* [PROBLEM TO SOLVE]: When the line with "filename crates/web/src/frontend/dom.rs" appears below, start repeating lines exactly, and keep going through the line with "pub const FILTER_HEADER_SELECTOR: &str"; add nothing outside that span.

* [LISTED ENTRIES]:

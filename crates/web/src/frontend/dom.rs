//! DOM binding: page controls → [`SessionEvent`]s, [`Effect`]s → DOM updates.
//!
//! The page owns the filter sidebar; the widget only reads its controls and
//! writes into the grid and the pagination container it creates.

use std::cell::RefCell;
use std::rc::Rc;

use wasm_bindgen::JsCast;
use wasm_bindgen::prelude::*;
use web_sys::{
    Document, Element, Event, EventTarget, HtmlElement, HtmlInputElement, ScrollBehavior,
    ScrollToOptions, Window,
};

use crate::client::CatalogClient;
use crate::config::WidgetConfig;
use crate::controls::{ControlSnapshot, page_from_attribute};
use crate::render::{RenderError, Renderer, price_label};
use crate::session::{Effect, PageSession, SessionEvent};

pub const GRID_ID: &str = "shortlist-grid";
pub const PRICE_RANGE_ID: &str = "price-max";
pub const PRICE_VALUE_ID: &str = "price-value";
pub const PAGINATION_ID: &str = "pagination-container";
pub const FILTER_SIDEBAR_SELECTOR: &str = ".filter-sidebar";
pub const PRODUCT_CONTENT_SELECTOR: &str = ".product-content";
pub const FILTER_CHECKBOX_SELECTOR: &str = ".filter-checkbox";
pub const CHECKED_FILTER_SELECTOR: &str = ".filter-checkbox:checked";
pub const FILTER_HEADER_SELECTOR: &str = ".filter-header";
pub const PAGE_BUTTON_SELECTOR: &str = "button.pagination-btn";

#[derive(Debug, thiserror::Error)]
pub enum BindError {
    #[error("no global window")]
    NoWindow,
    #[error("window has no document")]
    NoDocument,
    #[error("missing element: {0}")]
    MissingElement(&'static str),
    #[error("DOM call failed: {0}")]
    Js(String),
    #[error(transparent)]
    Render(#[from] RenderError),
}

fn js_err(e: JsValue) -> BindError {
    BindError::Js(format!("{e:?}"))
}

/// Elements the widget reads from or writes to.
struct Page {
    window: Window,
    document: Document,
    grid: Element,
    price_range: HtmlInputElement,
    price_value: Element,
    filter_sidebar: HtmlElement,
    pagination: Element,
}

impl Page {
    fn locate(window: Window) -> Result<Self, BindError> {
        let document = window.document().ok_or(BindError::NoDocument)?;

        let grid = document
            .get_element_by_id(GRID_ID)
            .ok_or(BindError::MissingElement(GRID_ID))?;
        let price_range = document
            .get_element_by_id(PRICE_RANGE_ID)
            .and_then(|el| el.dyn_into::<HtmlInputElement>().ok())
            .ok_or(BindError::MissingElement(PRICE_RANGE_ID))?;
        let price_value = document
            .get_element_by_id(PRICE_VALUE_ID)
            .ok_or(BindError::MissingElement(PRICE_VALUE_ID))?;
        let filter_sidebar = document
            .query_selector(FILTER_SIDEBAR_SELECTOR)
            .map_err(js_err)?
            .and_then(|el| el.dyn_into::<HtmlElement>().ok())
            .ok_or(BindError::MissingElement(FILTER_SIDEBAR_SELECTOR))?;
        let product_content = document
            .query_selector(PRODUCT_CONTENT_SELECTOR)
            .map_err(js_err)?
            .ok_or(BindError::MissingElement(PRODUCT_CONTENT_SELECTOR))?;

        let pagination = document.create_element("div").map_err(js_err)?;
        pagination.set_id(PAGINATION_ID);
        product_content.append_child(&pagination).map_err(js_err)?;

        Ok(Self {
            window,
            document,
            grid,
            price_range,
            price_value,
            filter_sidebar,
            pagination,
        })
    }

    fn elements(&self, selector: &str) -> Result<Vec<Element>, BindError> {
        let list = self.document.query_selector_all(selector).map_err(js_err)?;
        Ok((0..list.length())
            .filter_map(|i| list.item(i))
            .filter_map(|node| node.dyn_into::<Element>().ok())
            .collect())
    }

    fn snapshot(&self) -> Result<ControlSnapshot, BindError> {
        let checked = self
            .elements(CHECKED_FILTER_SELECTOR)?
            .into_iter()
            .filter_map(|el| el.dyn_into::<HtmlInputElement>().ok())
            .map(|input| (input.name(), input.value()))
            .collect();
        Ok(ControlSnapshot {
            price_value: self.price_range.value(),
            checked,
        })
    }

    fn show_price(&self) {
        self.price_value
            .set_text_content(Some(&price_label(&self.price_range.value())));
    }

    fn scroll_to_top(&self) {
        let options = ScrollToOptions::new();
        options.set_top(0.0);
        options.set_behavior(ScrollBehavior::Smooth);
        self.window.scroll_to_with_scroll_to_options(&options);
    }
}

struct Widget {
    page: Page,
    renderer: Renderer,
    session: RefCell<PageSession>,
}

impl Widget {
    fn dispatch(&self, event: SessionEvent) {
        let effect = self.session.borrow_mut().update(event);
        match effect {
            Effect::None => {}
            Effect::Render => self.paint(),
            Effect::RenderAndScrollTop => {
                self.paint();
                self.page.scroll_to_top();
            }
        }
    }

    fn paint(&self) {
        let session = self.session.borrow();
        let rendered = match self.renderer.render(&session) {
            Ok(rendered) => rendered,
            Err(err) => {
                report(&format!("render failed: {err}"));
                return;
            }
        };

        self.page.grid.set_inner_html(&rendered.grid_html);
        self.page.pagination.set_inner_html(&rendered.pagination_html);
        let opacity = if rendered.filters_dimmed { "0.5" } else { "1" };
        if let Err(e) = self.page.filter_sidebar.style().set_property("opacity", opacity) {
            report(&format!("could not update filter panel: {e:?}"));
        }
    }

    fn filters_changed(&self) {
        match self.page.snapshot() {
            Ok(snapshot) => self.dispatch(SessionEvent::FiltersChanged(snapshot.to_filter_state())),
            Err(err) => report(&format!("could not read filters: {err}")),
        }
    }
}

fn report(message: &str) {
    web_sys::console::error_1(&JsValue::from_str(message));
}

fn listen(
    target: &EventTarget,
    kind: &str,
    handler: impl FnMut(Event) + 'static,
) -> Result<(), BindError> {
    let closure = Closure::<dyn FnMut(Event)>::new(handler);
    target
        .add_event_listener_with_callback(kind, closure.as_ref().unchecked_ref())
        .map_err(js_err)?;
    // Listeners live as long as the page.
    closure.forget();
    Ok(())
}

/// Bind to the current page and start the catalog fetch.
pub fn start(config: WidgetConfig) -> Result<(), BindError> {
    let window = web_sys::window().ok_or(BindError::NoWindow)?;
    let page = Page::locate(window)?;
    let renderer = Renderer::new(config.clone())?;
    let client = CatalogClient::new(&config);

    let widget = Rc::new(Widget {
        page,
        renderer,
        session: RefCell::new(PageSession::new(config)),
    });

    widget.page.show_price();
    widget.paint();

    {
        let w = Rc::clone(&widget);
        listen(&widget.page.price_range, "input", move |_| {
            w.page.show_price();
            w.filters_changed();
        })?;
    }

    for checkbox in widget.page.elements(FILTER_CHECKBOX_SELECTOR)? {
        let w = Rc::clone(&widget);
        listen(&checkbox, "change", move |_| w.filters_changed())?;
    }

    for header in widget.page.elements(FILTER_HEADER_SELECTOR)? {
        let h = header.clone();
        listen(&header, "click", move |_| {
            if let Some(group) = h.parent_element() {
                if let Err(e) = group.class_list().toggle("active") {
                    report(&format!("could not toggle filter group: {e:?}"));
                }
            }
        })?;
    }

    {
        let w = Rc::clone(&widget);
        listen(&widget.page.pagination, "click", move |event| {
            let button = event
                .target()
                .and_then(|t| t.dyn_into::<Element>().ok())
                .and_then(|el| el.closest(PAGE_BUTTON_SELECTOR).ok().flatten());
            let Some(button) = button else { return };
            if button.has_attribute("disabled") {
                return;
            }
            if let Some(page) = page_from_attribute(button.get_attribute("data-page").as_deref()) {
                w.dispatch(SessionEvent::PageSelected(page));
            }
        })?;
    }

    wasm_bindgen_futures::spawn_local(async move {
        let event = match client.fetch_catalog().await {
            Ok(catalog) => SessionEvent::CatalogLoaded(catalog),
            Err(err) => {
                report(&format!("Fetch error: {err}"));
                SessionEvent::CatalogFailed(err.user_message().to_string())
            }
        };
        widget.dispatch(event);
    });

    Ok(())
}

--

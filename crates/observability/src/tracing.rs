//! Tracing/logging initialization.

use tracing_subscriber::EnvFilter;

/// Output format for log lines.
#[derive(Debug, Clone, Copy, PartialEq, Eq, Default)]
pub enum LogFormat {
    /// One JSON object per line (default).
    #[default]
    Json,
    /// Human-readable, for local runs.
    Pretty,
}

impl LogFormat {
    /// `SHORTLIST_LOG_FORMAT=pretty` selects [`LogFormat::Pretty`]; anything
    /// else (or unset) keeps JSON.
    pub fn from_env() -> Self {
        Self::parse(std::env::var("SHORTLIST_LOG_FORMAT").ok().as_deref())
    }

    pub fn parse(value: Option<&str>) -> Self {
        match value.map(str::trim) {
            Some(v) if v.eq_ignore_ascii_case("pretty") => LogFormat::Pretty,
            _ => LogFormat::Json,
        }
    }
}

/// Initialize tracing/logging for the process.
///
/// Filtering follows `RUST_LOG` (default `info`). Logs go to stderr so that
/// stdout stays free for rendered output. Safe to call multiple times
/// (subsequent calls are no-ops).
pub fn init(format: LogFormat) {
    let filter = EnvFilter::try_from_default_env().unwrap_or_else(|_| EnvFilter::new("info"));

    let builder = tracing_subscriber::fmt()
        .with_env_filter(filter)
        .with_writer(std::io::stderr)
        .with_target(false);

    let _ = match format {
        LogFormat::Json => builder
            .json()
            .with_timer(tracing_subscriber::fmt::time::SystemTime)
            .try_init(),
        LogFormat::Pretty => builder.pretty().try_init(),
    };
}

* [RESULT OF THIS TASK]:
filename crates/web/src/frontend/dom.rs
//! DOM binding: page controls → [`SessionEvent`]s, [`Effect`]s → DOM updates.
//!
//! The page owns the filter sidebar; the widget only reads its controls and
//! writes into the grid and the pagination container it creates.

use std::cell::RefCell;
use std::rc::Rc;

use wasm_bindgen::JsCast;
use wasm_bindgen::prelude::*;
use web_sys::{
    Document, Element, Event, EventTarget, HtmlElement, HtmlInputElement, ScrollBehavior,
    ScrollToOptions, Window,
};

use crate::client::CatalogClient;
use crate::config::WidgetConfig;
use crate::controls::{ControlSnapshot, page_from_attribute};
use crate::render::{RenderError, Renderer, price_label};
use crate::session::{Effect, PageSession, SessionEvent};

pub const GRID_ID: &str = "shortlist-grid";
pub const PRICE_RANGE_ID: &str = "price-max";
pub const PRICE_VALUE_ID: &str = "price-value";
pub const PAGINATION_ID: &str = "pagination-container";
pub const FILTER_SIDEBAR_SELECTOR: &str = ".filter-sidebar";
pub const PRODUCT_CONTENT_SELECTOR: &str = ".product-content";
pub const FILTER_CHECKBOX_SELECTOR: &str = ".filter-checkbox";
pub const CHECKED_FILTER_SELECTOR: &str = ".filter-checkbox:checked";
pub const FILTER_HEADER_SELECTOR: &str = ".filter-header";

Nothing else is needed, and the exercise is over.